Sunday 4 June 2017

#52Stories, Week 19, Mothers' Day

Mum was born in Kurow. The little town that had founded a support system for it's community which became the basis for our Social Welfare system. Where if you didn’t dig the carrots before the first frost, you might as well leave them in the ground until spring – because you would never get a spade into the frozen earth.

The family moved around a lot since Granddad worked with what became State Hydro, in the construction of hydro power stations. Waitaki, Highbank, Mangahao, Maraetai, Whakamaru. But actually looking back, the time spent at Waitaki, the station with it's aesthetically pleasing curved dam across the Waitaki River, near Kurow, was one of the longest. About ten years all up.


Reflecting back on my childhood for this topic - Mothers' Day - I have been thinking about things.

Mum went to floral art and pottery classes at night school when we were kids. She sewed (and sometimes un-sewed in frustration), she knitted and taught me to knit too. Patiently stopping whatever she was doing to pick up all my dropped stitches and getting me back on the right track - for a couple more rows until she had to repeat the process.

Mum loves to read, and if it is a good book don't try to talk to her. She will be in another world, absorbed with story. Oblivious to anything else she might need to be doing - like cooking dinner. Reading, like jigsaws, often resulted in burnt dinners, or dinner not even being started...and fish & chips instead !

She's very determined - she says it is a middle child thing. But once her mind is made up, that is the way things are going to be and woe betide anyone or anything that tries to say or do otherwise. She is a tad impatient too. If things aren't happening quickly enough, or going to the plan - she will be there tweaking things and hurrying them up, to get the desired outcome.

Like deciding to wallpaper their bedroom one day by herself because she was tired of waiting. The wallpaper was a thinner paper than normal and didn't like the extra weight of glue. It kept pulling itself apart from the corners and falling to the floor before it could be stuck to the wall ! But not even something as frustrating and inanimate as unco-operative wallpaper was going to beat her.

Or going to the bank to withdraw the housekeeping money when Dad had been paid (in the days before computers and simple banking) to find that the Government pay run had been delayed. That bank manager must have shaken in his boots every time that happened and he saw Mum enter his building.

To keep us all on our toes, she used to reorganise the contents of all of the cupboards while we were at school. We'd come home and discover that the glasses & crockery or the food wasn't where it had been the day before. Or she would rearrange all the furniture about. That still happens !!
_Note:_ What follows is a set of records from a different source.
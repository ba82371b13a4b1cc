//! [`SqliteStore`]: the SQLite implementation of [`FavoritesStore`] and
//! [`PreferenceStore`].

use std::{path::Path, sync::Arc};

use rusqlite::OptionalExtension as _;

use unifest_core::{
  booth::BoothDetail,
  festival::LikedFestival,
  live::{LiveSequence, Publisher},
  preference::OnboardingFlag,
  store::{FavoritesStore, PreferenceStore},
};

use crate::{
  encode::{in_call, RawLikedBooth, RawLikedFestival},
  schema::SCHEMA,
  Result,
};

// ─── Store ───────────────────────────────────────────────────────────────────

/// The liked collections and preference slots, backed by a single SQLite file.
///
/// Cloning is cheap; the connection and both publishers are
/// reference-counted, so every clone observes the same collections.
#[derive(Clone)]
pub struct SqliteStore {
  conn:      tokio_rusqlite::Connection,
  festivals: Arc<Publisher<Vec<LikedFestival>>>,
  booths:    Arc<Publisher<Vec<BoothDetail>>>,
}

impl SqliteStore {
  /// Open (or create) a store at `path` and run schema initialisation.
  pub async fn open(path: impl AsRef<Path>) -> Result<Self> {
    let conn = tokio_rusqlite::Connection::open(path).await?;
    Self::init(conn).await
  }

  /// Open an in-memory store, for tests.
  pub async fn open_in_memory() -> Result<Self> {
    let conn = tokio_rusqlite::Connection::open_in_memory().await?;
    Self::init(conn).await
  }

  async fn init(conn: tokio_rusqlite::Connection) -> Result<Self> {
    let (festivals, booths) = conn
      .call(|conn| {
        conn.execute_batch(SCHEMA)?;
        Ok((select_festivals(conn)?, select_booths(conn)?))
      })
      .await?;

    tracing::debug!(
      festivals = festivals.len(),
      booths = booths.len(),
      "liked collections loaded"
    );

    Ok(Self {
      conn,
      festivals: Arc::new(Publisher::new(festivals)),
      booths: Arc::new(Publisher::new(booths)),
    })
  }
}

// ─── Queries (run on the connection thread) ──────────────────────────────────

fn select_festivals(
  conn: &rusqlite::Connection,
) -> tokio_rusqlite::Result<Vec<LikedFestival>> {
  let sql = format!(
    "SELECT {} FROM liked_festival ORDER BY festival_id",
    RawLikedFestival::COLUMNS
  );
  let mut stmt = conn.prepare(&sql)?;
  let raws = stmt
    .query_map([], RawLikedFestival::from_row)?
    .collect::<rusqlite::Result<Vec<_>>>()?;

  raws
    .into_iter()
    .map(|raw| raw.into_record().map_err(in_call))
    .collect()
}

fn select_booths(
  conn: &rusqlite::Connection,
) -> tokio_rusqlite::Result<Vec<BoothDetail>> {
  let sql = format!(
    "SELECT {} FROM liked_booth ORDER BY booth_id",
    RawLikedBooth::COLUMNS
  );
  let mut stmt = conn.prepare(&sql)?;
  let raws = stmt
    .query_map([], RawLikedBooth::from_row)?
    .collect::<rusqlite::Result<Vec<_>>>()?;

  raws
    .into_iter()
    .map(|raw| raw.into_record().map_err(in_call))
    .collect()
}

// ─── FavoritesStore impl ─────────────────────────────────────────────────────

// Each write re-reads its collection inside the same transaction and
// publishes from the connection thread, so snapshots go out in commit order.

impl FavoritesStore for SqliteStore {
  type Error = crate::Error;

  // ── Festivals ─────────────────────────────────────────────────────────────

  async fn upsert_festival(&self, record: LikedFestival) -> Result<()> {
    let festival_id = record.festival_id;
    let raw = RawLikedFestival::from_record(&record)?;
    let publisher = Arc::clone(&self.festivals);

    self
      .conn
      .call(move |conn| {
        let tx = conn.transaction()?;
        tx.execute(
          "INSERT OR REPLACE INTO liked_festival (
             festival_id, school_id, school_name, festival_name, thumbnail,
             region, begin_date, end_date, star_list, latitude, longitude
           ) VALUES (?1, ?2, ?3, ?4, ?5, ?6, ?7, ?8, ?9, ?10, ?11)",
          rusqlite::params![
            raw.festival_id,
            raw.school_id,
            raw.school_name,
            raw.festival_name,
            raw.thumbnail,
            raw.region,
            raw.begin_date,
            raw.end_date,
            raw.star_list,
            raw.latitude,
            raw.longitude,
          ],
        )?;
        let all = select_festivals(&tx)?;
        tx.commit()?;
        publisher.publish(all);
        Ok(())
      })
      .await?;

    tracing::debug!(festival_id, "liked festival upserted");
    Ok(())
  }

  async fn delete_festival(&self, festival_id: i64) -> Result<bool> {
    let publisher = Arc::clone(&self.festivals);

    let removed = self
      .conn
      .call(move |conn| {
        let tx = conn.transaction()?;
        let n = tx.execute(
          "DELETE FROM liked_festival WHERE festival_id = ?1",
          rusqlite::params![festival_id],
        )?;
        if n == 0 {
          return Ok(false);
        }
        let all = select_festivals(&tx)?;
        tx.commit()?;
        publisher.publish(all);
        Ok(true)
      })
      .await?;

    tracing::debug!(festival_id, removed, "liked festival delete");
    Ok(removed)
  }

  async fn clear_festivals(&self) -> Result<usize> {
    let publisher = Arc::clone(&self.festivals);

    let n = self
      .conn
      .call(move |conn| {
        let n = conn.execute("DELETE FROM liked_festival", [])?;
        publisher.publish(Vec::new());
        Ok(n)
      })
      .await?;

    tracing::debug!(removed = n, "liked festivals cleared");
    Ok(n)
  }

  async fn list_festivals(&self) -> Result<Vec<LikedFestival>> {
    Ok(self.conn.call(|conn| select_festivals(conn)).await?)
  }

  fn watch_festivals(&self) -> LiveSequence<Vec<LikedFestival>> {
    self.festivals.subscribe()
  }

  // ── Booths ────────────────────────────────────────────────────────────────

  async fn upsert_booth(&self, booth: BoothDetail) -> Result<()> {
    let booth_id = booth.id;
    let raw = RawLikedBooth::from_record(&booth)?;
    let publisher = Arc::clone(&self.booths);

    self
      .conn
      .call(move |conn| {
        let tx = conn.transaction()?;
        tx.execute(
          "INSERT OR REPLACE INTO liked_booth (
             booth_id, name, category, description, thumbnail, warning,
             location, latitude, longitude, menus, like_count
           ) VALUES (?1, ?2, ?3, ?4, ?5, ?6, ?7, ?8, ?9, ?10, ?11)",
          rusqlite::params![
            raw.booth_id,
            raw.name,
            raw.category,
            raw.description,
            raw.thumbnail,
            raw.warning,
            raw.location,
            raw.latitude,
            raw.longitude,
            raw.menus,
            raw.like_count,
          ],
        )?;
        let all = select_booths(&tx)?;
        tx.commit()?;
        publisher.publish(all);
        Ok(())
      })
      .await?;

    tracing::debug!(booth_id, "liked booth upserted");
    Ok(())
  }

  async fn delete_booth(&self, booth_id: i64) -> Result<bool> {
    let publisher = Arc::clone(&self.booths);

    let removed = self
      .conn
      .call(move |conn| {
        let tx = conn.transaction()?;
        let n = tx.execute(
          "DELETE FROM liked_booth WHERE booth_id = ?1",
          rusqlite::params![booth_id],
        )?;
        if n == 0 {
          return Ok(false);
        }
        let all = select_booths(&tx)?;
        tx.commit()?;
        publisher.publish(all);
        Ok(true)
      })
      .await?;

    tracing::debug!(booth_id, removed, "liked booth delete");
    Ok(removed)
  }

  async fn contains_booth(&self, booth_id: i64) -> Result<bool> {
    Ok(
      self
        .conn
        .call(move |conn| {
          Ok(
            conn
              .query_row(
                "SELECT 1 FROM liked_booth WHERE booth_id = ?1",
                rusqlite::params![booth_id],
                |_| Ok(true),
              )
              .optional()?
              .unwrap_or(false),
          )
        })
        .await?,
    )
  }

  async fn list_booths(&self) -> Result<Vec<BoothDetail>> {
    Ok(self.conn.call(|conn| select_booths(conn)).await?)
  }

  fn watch_booths(&self) -> LiveSequence<Vec<BoothDetail>> {
    self.booths.subscribe()
  }
}

// ─── PreferenceStore impl ────────────────────────────────────────────────────

impl PreferenceStore for SqliteStore {
  type Error = crate::Error;

  async fn get_flag(&self, flag: OnboardingFlag) -> Result<bool> {
    let value = self.get_string(flag.as_ref()).await?;
    Ok(value.as_deref() == Some("true"))
  }

  async fn set_flag(&self, flag: OnboardingFlag, value: bool) -> Result<()> {
    self.set_string(flag.as_ref(), value.to_string()).await
  }

  async fn get_string(&self, key: &str) -> Result<Option<String>> {
    let key = key.to_owned();
    Ok(
      self
        .conn
        .call(move |conn| {
          Ok(
            conn
              .query_row(
                "SELECT value FROM preference WHERE key = ?1",
                rusqlite::params![key],
                |r| r.get(0),
              )
              .optional()?,
          )
        })
        .await?,
    )
  }

  async fn set_string(&self, key: &str, value: String) -> Result<()> {
    let key = key.to_owned();
    tracing::debug!(%key, "preference written");
    self
      .conn
      .call(move |conn| {
        conn.execute(
          "INSERT OR REPLACE INTO preference (key, value) VALUES (?1, ?2)",
          rusqlite::params![key, value],
        )?;
        Ok(())
      })
      .await?;
    Ok(())
  }
}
Life seemed so simple. Mum was quite relaxed about things - even the incessant bee stings we would get from that bee & bucket game we made up. We would wait until the grass was long with lots of clover and daisies, get a small bucket (sandcastle size) and invert it over a flower with a bee on it. Then dare each other to remove it and free the angry bee ! When the inevitable happened Mum would just produce a wet blue bag from somewhere (what were those ?) remove the sting, place the bag onto the wound and so "it serves you right".

That go-getter attitude can be a bit frustrating at times. Like when she mentions that she has seen something she would quite like, and you think to yourself "Now there is a good idea for a present". But she just goes ahead and buys it herself, because "why not ?"

She's a great Mum, my Mum. Interested in all sorts of things and with so much going on. I hope we have had some of those go-getter qualities and drive instilled in us too.